Imago Theatre’s “Lumen Odyssey” Is Canceled Due to COVID-19

The ambitious sci-fi play is grounded for now, but may achieve liftoff next season.

Lumen Odyssey (Imago Theatre)

Another day, another Portland theater production canceled thanks to the pandemic.

Imago Theatre has announced that its science-fiction play Lumen Odyssey (an original script by the company’s artistic directors, Jerry Mouawad and Carol Triffle) has been canceled due to COVID-19.

The trouble began last Saturday, when an unidentified cast member tested positive for COVID. Imago initially said it would only cancel the Sept. 10, 11 and 15 performances, but ultimately decided to cancel the entire run of the show (the company did not say if additional actors had tested positive).

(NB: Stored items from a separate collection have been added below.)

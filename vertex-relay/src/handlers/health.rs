use axum::{http::StatusCode, response::IntoResponse, Json};
use serde_json::json;

/// Liveness probe. The relay holds no connections worth checking.
pub async fn health_check() -> impl IntoResponse {
    (
        StatusCode::OK,
        Json(json!({
            "status": "ok",
            "service": "vertex-relay",
            "version": env!("CARGO_PKG_VERSION")
        })),
    )
}
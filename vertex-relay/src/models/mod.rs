pub mod request;
pub mod response;

pub use request::{Content, RelayRequest};
pub use response::RelayResponse;
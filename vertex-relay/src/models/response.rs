//! Outbound response body, mimicking the native `generateContent` response.

use serde::Serialize;

#[derive(Debug, Clone, Serialize)]
#[serde(rename_all = "camelCase")]
pub struct RelayResponse {
    pub candidates: Vec<Candidate>,
    pub usage_metadata: UsageMetadata,
    pub model_version: String,
}

#[derive(Debug, Clone, Serialize)]
#[serde(rename_all = "camelCase")]
pub struct Candidate {
    pub content: CandidateContent,
    pub finish_reason: String,
    pub index: u32,
}

#[derive(Debug, Clone, Serialize)]
pub struct CandidateContent {
    pub parts: Vec<TextPart>,
    pub role: String,
}

#[derive(Debug, Clone, Serialize)]
pub struct TextPart {
    pub text: String,
}

/// Token counts. Always zero: the inference client only surfaces text.
#[derive(Debug, Clone, Default, Serialize)]
#[serde(rename_all = "camelCase")]
pub struct UsageMetadata {
    pub prompt_token_count: u32,
    pub candidates_token_count: u32,
    pub total_token_count: u32,
}

impl RelayResponse {
    /// Wrap generated text as a single finished candidate.
    pub fn from_text(text: String, model: &str) -> Self {
        Self {
            candidates: vec![Candidate {
                content: CandidateContent {
                    parts: vec![TextPart { text }],
                    role: "model".to_string(),
                },
                finish_reason: "STOP".to_string(),
                index: 0,
            }],
            usage_metadata: UsageMetadata::default(),
            model_version: model.to_string(),
        }
    }
}
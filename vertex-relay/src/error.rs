use crate::handlers::relay::json_response;
use crate::services::providers::ProviderError;
use axum::{
    http::StatusCode,
    response::{IntoResponse, Response},
};
use serde::Serialize;
use thiserror::Error;

/// Every way a relay request can fail. The display text is the `error` field
/// returned to the caller.
#[derive(Debug, Error)]
pub enum RelayError {
    #[error("Method not allowed. Use POST.")]
    MethodNotAllowed,

    #[error("Invalid JSON in request body")]
    InvalidJson,

    #[error("Failed to parse JSON: {0}")]
    MalformedBody(String),

    #[error("Missing \"contents\" field in request")]
    MissingContents,

    #[error("Vertex AI API call failed: {source}")]
    Upstream {
        model: String,
        #[source]
        source: ProviderError,
    },
}

impl RelayError {
    pub fn status(&self) -> StatusCode {
        match self {
            RelayError::MethodNotAllowed => StatusCode::METHOD_NOT_ALLOWED,
            RelayError::InvalidJson
            | RelayError::MalformedBody(_)
            | RelayError::MissingContents => StatusCode::BAD_REQUEST,
            RelayError::Upstream { .. } => StatusCode::INTERNAL_SERVER_ERROR,
        }
    }
}

impl IntoResponse for RelayError {
    fn into_response(self) -> Response {
        #[derive(Serialize)]
        struct ErrorResponse {
            error: String,
            #[serde(skip_serializing_if = "Option::is_none")]
            model: Option<String>,
        }

        let status = self.status();
        let error = self.to_string();
        let model = match self {
            RelayError::Upstream { model, .. } => Some(model),
            _ => None,
        };

        json_response(status, &ErrorResponse { error, model })
    }
}

#[cfg(test)]
mod tests {
    use super::*;

    #[test]
    fn messages_match_wire_contract() {
        assert_eq!(
            RelayError::MethodNotAllowed.to_string(),
            "Method not allowed. Use POST."
        );
        assert_eq!(
            RelayError::InvalidJson.to_string(),
            "Invalid JSON in request body"
        );
        assert_eq!(
            RelayError::MissingContents.to_string(),
            r#"Missing "contents" field in request"#
        );
        assert_eq!(
            RelayError::MalformedBody("eof".to_string()).to_string(),
            "Failed to parse JSON: eof"
        );
    }

    #[test]
    fn upstream_failure_wraps_provider_message() {
        let err = RelayError::Upstream {
            model: "gemini-1.5-flash".to_string(),
            source: ProviderError::Api {
                status: 403,
                message: "Permission denied".to_string(),
            },
        };

        assert_eq!(err.status(), StatusCode::INTERNAL_SERVER_ERROR);
        assert_eq!(
            err.to_string(),
            "Vertex AI API call failed: Upstream returned 403: Permission denied"
        );
    }

    #[test]
    fn statuses() {
        assert_eq!(
            RelayError::MethodNotAllowed.status(),
            StatusCode::METHOD_NOT_ALLOWED
        );
        assert_eq!(RelayError::InvalidJson.status(), StatusCode::BAD_REQUEST);
        assert_eq!(RelayError::MissingContents.status(), StatusCode::BAD_REQUEST);
    }
}
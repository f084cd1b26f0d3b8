//! A single square and the move legality that depends on live occupancy.
//!
//! A [`Cell`] does not point back at its board. Every query that needs to look
//! at neighbouring squares takes the owning [`Board`] as a parameter.

use crate::board::Board;
use crate::core::piece::{CellState, Player};
use crate::core::position::Position;
use crate::rules::movement::{possible_capture_positions, possible_normal_positions, CaptureCandidate};

#[derive(Debug, Clone, Copy, PartialEq, Eq)]
pub struct Cell {
    position: Position,
    state: CellState,
}

/// How a requested destination is reached, if at all.
#[derive(Debug, Clone, Copy, PartialEq, Eq)]
pub(crate) enum ResolvedMove {
    Normal,
    Capture(CaptureCandidate),
}

impl Cell {
    #[inline]
    pub(crate) fn new(position: Position, state: CellState) -> Self {
        Self { position, state }
    }

    #[inline]
    pub fn position(&self) -> Position {
        self.position
    }

    #[inline]
    pub fn row(&self) -> usize {
        self.position.row
    }

    #[inline]
    pub fn col(&self) -> usize {
        self.position.col
    }

    #[inline]
    pub fn state(&self) -> CellState {
        self.state
    }

    #[inline]
    pub(crate) fn set_state(&mut self, state: CellState) {
        self.state = state;
    }

    #[inline]
    pub fn owner(&self) -> Option<Player> {
        self.state.owner()
    }

    /// True iff this cell holds one of `player`'s pieces.
    #[inline]
    pub fn is_turn(&self, player: Player) -> bool {
        self.owner() == Some(player)
    }

    #[inline]
    pub fn is_empty(&self) -> bool {
        self.state == CellState::Empty
    }

    #[inline]
    pub fn is_blue(&self) -> bool {
        self.owner() == Some(Player::Blue)
    }

    #[inline]
    pub fn is_red(&self) -> bool {
        self.owner() == Some(Player::Red)
    }

    /// Both cells hold pieces and the colours differ.
    pub fn is_enemy_of(&self, other: &Cell) -> bool {
        match (self.owner(), other.owner()) {
            (Some(a), Some(b)) => a != b,
            _ => false,
        }
    }

    #[inline]
    pub fn is_king(&self) -> bool {
        self.state.is_king()
    }

    /// One-step destinations whose square is currently empty.
    ///
    /// Empty unless this cell holds a piece of the board's active player.
    pub fn possible_normal_movements(&self, board: &Board) -> Vec<Position> {
        if !self.is_turn(board.player()) {
            return Vec::new();
        }
        possible_normal_positions(self.state, self.position, board.size())
            .into_iter()
            .filter(|&p| board.cell(p).is_empty())
            .collect()
    }

    /// Jumps over an opposing piece onto an empty square.
    ///
    /// Empty unless this cell holds a piece of the board's active player.
    pub fn possible_capture_movements(&self, board: &Board) -> Vec<CaptureCandidate> {
        if !self.is_turn(board.player()) {
            return Vec::new();
        }
        possible_capture_positions(self.state, self.position, board.size())
            .into_iter()
            .filter(|c| board.cell(c.landing).is_empty() && self.is_enemy_of(board.cell(c.enemy)))
            .collect()
    }

    /// Destinations to offer for this cell. Any available jump hides the plain steps.
    pub fn possible_movements(&self, board: &Board) -> Vec<Position> {
        let captures = self.possible_capture_movements(board);
        if captures.is_empty() {
            self.possible_normal_movements(board)
        } else {
            captures.into_iter().map(|c| c.landing).collect()
        }
    }

    /// Recomputes legality from scratch and classifies a move to `to`.
    pub(crate) fn resolve_move(&self, board: &Board, to: Position) -> Option<ResolvedMove> {
        if self.possible_normal_movements(board).contains(&to) {
            return Some(ResolvedMove::Normal);
        }
        self.possible_capture_movements(board)
            .into_iter()
            .find(|c| c.landing == to)
            .map(ResolvedMove::Capture)
    }

    /// Crowns a man standing on its far row. Returns whether the state changed.
    pub fn promote_if_eligible(&mut self, size: usize) -> bool {
        let Some(player) = self.owner() else {
            return false;
        };
        if self.is_king() || self.row() != player.crowning_row(size) {
            return false;
        }
        self.state = self.state.promoted();
        true
    }
}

In an email to patrons, Mouawad, Triffle and the rest of the company’s staff said people who purchased tickets for the play have three options: use them for an upcoming Imago show through 2023, receive a refund, or make a donation.

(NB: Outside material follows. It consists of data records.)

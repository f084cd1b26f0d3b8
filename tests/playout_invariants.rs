//! Invariants checked along deterministic pseudo-random games.

use checkers_engine::board::Board;
use checkers_engine::config::GameConfig;
use checkers_engine::core::piece::{CellState, Player};
use checkers_engine::core::position::Position;

const MAX_PLIES: usize = 300;

/// Small LCG so the games are reproducible without extra dependencies.
fn next(seed: &mut u64) -> usize {
    *seed = seed
        .wrapping_mul(6364136223846793005)
        .wrapping_add(1442695040888963407);
    (*seed >> 33) as usize
}

fn check_move_sets(board: &Board) {
    for cell in board.cells() {
        let normals = cell.possible_normal_movements(board);
        for &to in &normals {
            assert!(board.cell(to).is_empty(), "normal move onto occupied {to}");
        }

        let captures = cell.possible_capture_movements(board);
        for c in &captures {
            assert!(board.cell(c.landing).is_empty());
            assert!(cell.is_enemy_of(board.cell(c.enemy)));
        }

        let all = cell.possible_movements(board);
        if captures.is_empty() {
            assert_eq!(all, normals);
        } else {
            let landings: Vec<Position> = captures.iter().map(|c| c.landing).collect();
            assert_eq!(all, landings);
        }

        if !cell.is_turn(board.player()) {
            assert!(all.is_empty());
        }
        assert_eq!(board.is_available_to_move(cell.position()), !all.is_empty());
    }
}

fn check_crowning(board: &Board) {
    let n = board.size();
    for cell in board.cells() {
        match cell.state() {
            CellState::BlueMan => assert_ne!(cell.row(), n - 1),
            CellState::RedMan => assert_ne!(cell.row(), 0),
            _ => {}
        }
        if !cell.is_empty() {
            assert!(cell.position().is_playable());
        }
    }
}

fn play(config: GameConfig, mut seed: u64) {
    let mut board = Board::new(config).unwrap();

    for _ in 0..MAX_PLIES {
        check_move_sets(&board);
        check_crowning(&board);

        let movable = board.movable_positions();
        if movable.is_empty() {
            assert_eq!(board.winner(), Some(board.player().other()));
            return;
        }
        assert_eq!(board.winner(), None);

        let from = movable[next(&mut seed) % movable.len()];

        // A rejected request must not change anything.
        let before = board.clone();
        assert!(!board.move_checker(from, from));
        assert_eq!(board.cells(), before.cells());
        assert_eq!(board.player(), before.player());
        assert_eq!(board.history().len(), before.history().len());

        let targets = board.possible_movements(from);
        let to = targets[next(&mut seed) % targets.len()];
        let mover = board.cell(from).state();
        let kings_before: Vec<Position> = board
            .cells()
            .iter()
            .filter(|c| c.is_king())
            .map(|c| c.position())
            .collect();

        assert!(board.move_checker(from, to));

        assert_eq!(board.player(), before.player().other());
        assert_eq!(board.history().len(), before.history().len() + 1);
        let expected_moves = before.number_of_moves() + u32::from(before.player() == Player::Red);
        assert_eq!(board.number_of_moves(), expected_moves);

        let entry = board.history().last().unwrap();
        assert_eq!(entry.player, before.player());
        assert_eq!(entry.state, mover);
        assert!(board.cell(from).is_empty());
        assert_eq!(board.cell(to).owner(), Some(before.player()));

        let changed: Vec<Position> = board
            .cells()
            .iter()
            .zip(before.cells())
            .filter(|(now, was)| now.state() != was.state())
            .map(|(now, _)| now.position())
            .collect();
        let expected_changes = 2 + entry.captured.len();
        assert_eq!(changed.len(), expected_changes, "changed squares: {changed:?}");
        for c in &entry.captured {
            assert!(board.cell(c.position).is_empty());
            assert_eq!(before.cell(c.position).state(), c.state);
        }

        // Kings never turn back into men; the one that moved now sits on `to`.
        for pos in kings_before {
            if pos == from {
                assert!(board.cell(to).is_king());
            } else if !entry.captured.iter().any(|c| c.position == pos) {
                assert!(board.cell(pos).is_king());
            }
        }
    }
}

#[test]
fn random_games_on_standard_board() {
    for seed in 0..40u64 {
        play(GameConfig::default(), seed);
    }
}

#[test]
fn random_games_with_red_first() {
    for seed in 100..120u64 {
        play(GameConfig::default().with_first_player(Player::Red), seed);
    }
}

#[test]
fn random_games_on_other_sizes() {
    for seed in 0..10u64 {
        play(GameConfig::new(6, 2, Player::Blue), seed);
        play(GameConfig::new(10, 4, Player::Blue), seed);
    }
}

The email also offered some hope that the voyage of Lumen Odyssey, which opened Sept. 9, might not be over just yet: “The opening of this show received a very positive response and we are planning on reviving the production next season.”

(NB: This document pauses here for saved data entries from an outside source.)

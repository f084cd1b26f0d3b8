use std::fmt;

use crate::core::position::Position;

/// Recoverable failures.
///
/// Illegal moves are not errors; they are reported by `Board::move_checker`
/// returning `false`.
#[derive(Debug)]
pub enum GameError {
    /// The game configuration is internally inconsistent.
    InvalidConfig { reason: String },
    /// A custom layout places a piece where it cannot stand.
    InvalidLayout { position: Position, reason: String },
    /// A `row,col` string could not be parsed.
    ParsePosition { input: String, reason: String },
    /// A game record could not be encoded as JSON.
    Serialize { reason: String },
    /// I/O failure while exporting a game record.
    Io {
        stage: &'static str,
        path: String,
        error: String,
    },
}

impl fmt::Display for GameError {
    fn fmt(&self, f: &mut fmt::Formatter<'_>) -> fmt::Result {
        match self {
            GameError::InvalidConfig { reason } => write!(f, "invalid config: {reason}"),
            GameError::InvalidLayout { position, reason } => {
                write!(f, "invalid layout at {position}: {reason}")
            }
            GameError::ParsePosition { input, reason } => {
                write!(f, "cannot parse position {input:?}: {reason}")
            }
            GameError::Serialize { reason } => write!(f, "cannot serialize record: {reason}"),
            GameError::Io { stage, path, error } => {
                write!(f, "io error at {stage} for {path}: {error}")
            }
        }
    }
}

impl std::error::Error for GameError {}
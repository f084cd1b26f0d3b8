use std::fmt;
use std::str::FromStr;

use serde::{Deserialize, Serialize};

use crate::core::coord::Step;
use crate::error::GameError;

/// A square on the board, 0-indexed from the top-left corner.
#[derive(Debug, Clone, Copy, PartialEq, Eq, Hash, PartialOrd, Ord, Serialize, Deserialize)]
pub struct Position {
    pub row: usize,
    pub col: usize,
}

impl Position {
    #[inline]
    pub const fn new(row: usize, col: usize) -> Self {
        Self { row, col }
    }

    #[inline]
    pub fn in_bounds(self, size: usize) -> bool {
        self.row < size && self.col < size
    }

    /// Dark squares, the only ones pieces ever stand on.
    #[inline]
    pub fn is_playable(self) -> bool {
        (self.row + self.col) % 2 == 0
    }

    /// The square `step` away, or `None` if it falls off an N×N board.
    pub fn shifted(self, step: Step, size: usize) -> Option<Position> {
        let row = self.row.checked_add_signed(step.dr as isize)?;
        let col = self.col.checked_add_signed(step.dc as isize)?;
        let next = Position::new(row, col);
        next.in_bounds(size).then_some(next)
    }

    #[inline]
    pub fn index(self, size: usize) -> usize {
        self.row * size + self.col
    }
}

impl fmt::Display for Position {
    fn fmt(&self, f: &mut fmt::Formatter<'_>) -> fmt::Result {
        write!(f, "{},{}", self.row, self.col)
    }
}

/// Parses `row,col`, optionally wrapped in parentheses.
impl FromStr for Position {
    type Err = GameError;

    fn from_str(s: &str) -> Result<Self, Self::Err> {
        let err = |reason: &str| GameError::ParsePosition {
            input: s.to_string(),
            reason: reason.to_string(),
        };

        let inner = s
            .trim()
            .trim_start_matches('(')
            .trim_end_matches(')')
            .trim();
        let Some((r, c)) = inner.split_once(',') else {
            return Err(err("expected `row,col`"));
        };
        let row = r.trim().parse::<usize>().map_err(|e| err(&e.to_string()))?;
        let col = c.trim().parse::<usize>().map_err(|e| err(&e.to_string()))?;
        Ok(Position::new(row, col))
    }
}

#[cfg(test)]
mod tests {
    use super::*;
    use crate::core::coord::DIAGONALS;

    #[test]
    fn shifted_drops_off_board_squares() {
        let corner = Position::new(0, 0);
        let on_board: Vec<_> = DIAGONALS
            .iter()
            .filter_map(|&d| corner.shifted(d, 8))
            .collect();
        assert_eq!(on_board, vec![Position::new(1, 1)]);

        let far = Position::new(7, 7);
        assert_eq!(far.shifted(Step::new(1, 1), 8), None);
        assert_eq!(far.shifted(Step::new(-1, -1) * 2, 8), Some(Position::new(5, 5)));
    }

    #[test]
    fn parses_with_and_without_parens() {
        assert_eq!("2,3".parse::<Position>().unwrap(), Position::new(2, 3));
        assert_eq!(" (4, 6) ".parse::<Position>().unwrap(), Position::new(4, 6));
        assert!("4".parse::<Position>().is_err());
        assert!("a,1".parse::<Position>().is_err());
        assert!("-1,2".parse::<Position>().is_err());
    }

    #[test]
    fn display_matches_parse_format() {
        let p = Position::new(5, 2);
        assert_eq!(p.to_string().parse::<Position>().unwrap(), p);
    }
}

Imago has previously described Lumen Odyssey as being set in “an allegorical realm incorporating existential inspection, spiritual redemption, and familial tensions as a mother and a daughter rocket to distant galaxies as they work to get closer to each other.”

In an interview released by Imago, Mouawad (who also directed the production) emphasized that the play is deliberately cryptic.

“It’s even evasive to me,” he said. “I don’t know what it is, but what I do know is what it should not be. I think that’s my role as a director: to find what it should not be and then what is left is the play.”